With such a lackluster title and the above plot description that is brilliant for a pitched Syfy Original Movie, why is it that THE CABIN IN THE WOODS is going to be well remembered and dissected for present and future special screenings and genre film essays? Simple, this film is out to get you, the viewer, and actively loathes you. When the vast general public who will go out and thankfully see this film return to the outside environment, the majority of them will easily display their red-hot tempers and strain all of their facial muscles with their utterly disgusted expressions. This movie throws a pipe-bomb out to the audience, annihilating your accepted manners and thoughts when it comes to horror movies, yet still gives you the mighty and delicious cake you requested.
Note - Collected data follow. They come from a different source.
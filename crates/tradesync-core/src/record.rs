//! Canonical business keys and the source-record projection consumed by the
//! reconciliation engine.
//!
//! Simpro and Smartsheet disagree on how a key looks: Simpro returns integer
//! IDs, Smartsheet hands the same value back as a float cell (`42.0`) or a
//! text cell (`"42"`). [`RecordKey`] collapses all three into one canonical
//! text form so set operations line up.

use serde::{Deserialize, Serialize};
use serde_json::Value;

/// Comment written to rows whose business key is confirmed absent from
/// Simpro. Soft delete only; the row itself is never removed.
pub const DELETION_MARKER: &str = "Deleted from Simpro";

/// Canonical form of a business-key value.
///
/// Integral numbers render without a fractional part, strings are trimmed,
/// composite keys join their parts with `/`. Ordered and hashable so it can
/// drive `BTreeSet`/`HashMap` based set reconciliation.
#[derive(Debug, Clone, PartialEq, Eq, Hash, PartialOrd, Ord, Serialize, Deserialize)]
#[serde(transparent)]
pub struct RecordKey(String);

impl RecordKey {
    pub fn new(value: impl Into<String>) -> Self {
        Self(value.into().trim().to_owned())
    }

    /// Canonicalizes a destination cell value into a key.
    ///
    /// Returns `None` for null, empty, or non-scalar cells; those rows are
    /// treated as not carrying a key at all.
    #[must_use]
    pub fn from_cell(value: &Value) -> Option<Self> {
        match value {
            Value::Number(n) => {
                // Smartsheet stores numeric cells as f64; 42 comes back as 42.0.
                if let Some(i) = n.as_i64() {
                    Some(Self(i.to_string()))
                } else {
                    n.as_f64().map(|f| {
                        if f.fract() == 0.0 && f.abs() < 9_007_199_254_740_992.0 {
                            #[allow(clippy::cast_possible_truncation)]
                            Self((f as i64).to_string())
                        } else {
                            Self(f.to_string())
                        }
                    })
                }
            }
            Value::String(s) => {
                let trimmed = s.trim();
                if trimmed.is_empty() {
                    None
                } else {
                    Some(Self(trimmed.to_owned()))
                }
            }
            _ => None,
        }
    }

    /// Joins composite identifier parts (job / section / cost center) into a
    /// single canonical key.
    #[must_use]
    pub fn composite(parts: &[i64]) -> Self {
        let joined = parts
            .iter()
            .map(ToString::to_string)
            .collect::<Vec<_>>()
            .join("/");
        Self(joined)
    }

    #[must_use]
    pub fn as_str(&self) -> &str {
        &self.0
    }
}

impl std::fmt::Display for RecordKey {
    fn fmt(&self, f: &mut std::fmt::Formatter<'_>) -> std::fmt::Result {
        f.write_str(&self.0)
    }
}

impl From<i64> for RecordKey {
    fn from(id: i64) -> Self {
        Self(id.to_string())
    }
}

/// One source record projected to the shape the engine understands: a key
/// plus the attribute cells destined for the sheet, keyed by column title.
///
/// Per-entity conversion (schedule, quotation, lead, cost-center line) happens
/// at the Simpro client boundary; the engine never sees entity-specific types.
#[derive(Debug, Clone, PartialEq)]
pub struct SourceRow {
    pub key: RecordKey,
    pub attributes: Vec<(String, Value)>,
}

impl SourceRow {
    #[must_use]
    pub fn new(key: RecordKey, attributes: Vec<(String, Value)>) -> Self {
        Self { key, attributes }
    }
}

/// The logical entity kinds the engine reconciles.
#[derive(Debug, Clone, Copy, PartialEq, Eq, Hash)]
pub enum EntityKind {
    Schedules,
    Quotes,
    Leads,
    CostCenters,
}

impl EntityKind {
    #[must_use]
    pub fn as_str(self) -> &'static str {
        match self {
            EntityKind::Schedules => "schedules",
            EntityKind::Quotes => "quotes",
            EntityKind::Leads => "leads",
            EntityKind::CostCenters => "cost-centers",
        }
    }

    /// Column title holding the business key on this entity's sheets.
    #[must_use]
    pub fn key_column(self) -> &'static str {
        match self {
            EntityKind::Schedules => "ScheduleID",
            EntityKind::Quotes => "QuoteID",
            EntityKind::Leads => "LeadID",
            EntityKind::CostCenters => "SIMPROKey",
        }
    }

    /// Column title receiving the deletion marker comment.
    #[must_use]
    pub fn comment_column(self) -> &'static str {
        match self {
            EntityKind::Schedules => "ScheduleComment",
            EntityKind::Quotes => "QuoteComment",
            EntityKind::Leads => "LeadComment",
            EntityKind::CostCenters => "SIMPROComment",
        }
    }
}

impl std::str::FromStr for EntityKind {
    type Err = String;

    fn from_str(s: &str) -> Result<Self, Self::Err> {
        match s {
            "schedules" => Ok(EntityKind::Schedules),
            "quotes" => Ok(EntityKind::Quotes),
            "leads" => Ok(EntityKind::Leads),
            "cost-centers" => Ok(EntityKind::CostCenters),
            other => Err(format!("unknown entity kind: {other}")),
        }
    }
}

impl std::fmt::Display for EntityKind {
    fn fmt(&self, f: &mut std::fmt::Formatter<'_>) -> std::fmt::Result {
        f.write_str(self.as_str())
    }
}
Call it a game-changer, a massive display of deconstruction, or a piss-stained notice to the hacks in the horror film business. Regardless of any special labels you give it, it is still an effective horror-comedy sure to bring a "wow" to your lips.


Though I did go over what actually happens in the main action, with fantastically funny performances by all five actors including a pre-THOR Chris Hemsworth, I didn't mention the secondary plot that ties a hard noose around the film. This plot, which involves distinguished character actors Richard Jenkins and Bradley Whitford, is showcased in the very first scenes. It then keeps popping up whenever it feels like it, until it assumes absolute control over the proceedings in the third act. It is this storyline, which I won't spoil, that will prove to be a mean cattle prod to everyone's tastes. If you take the initial shock, follow the chosen direction of Drew Goddard and move along with the movie, you will surely love what will come next. Other viewers might rather choose to be forlorn lost souls, enduring the plentiful finger-points at the smoke and mirrors of it all before asking for a refund.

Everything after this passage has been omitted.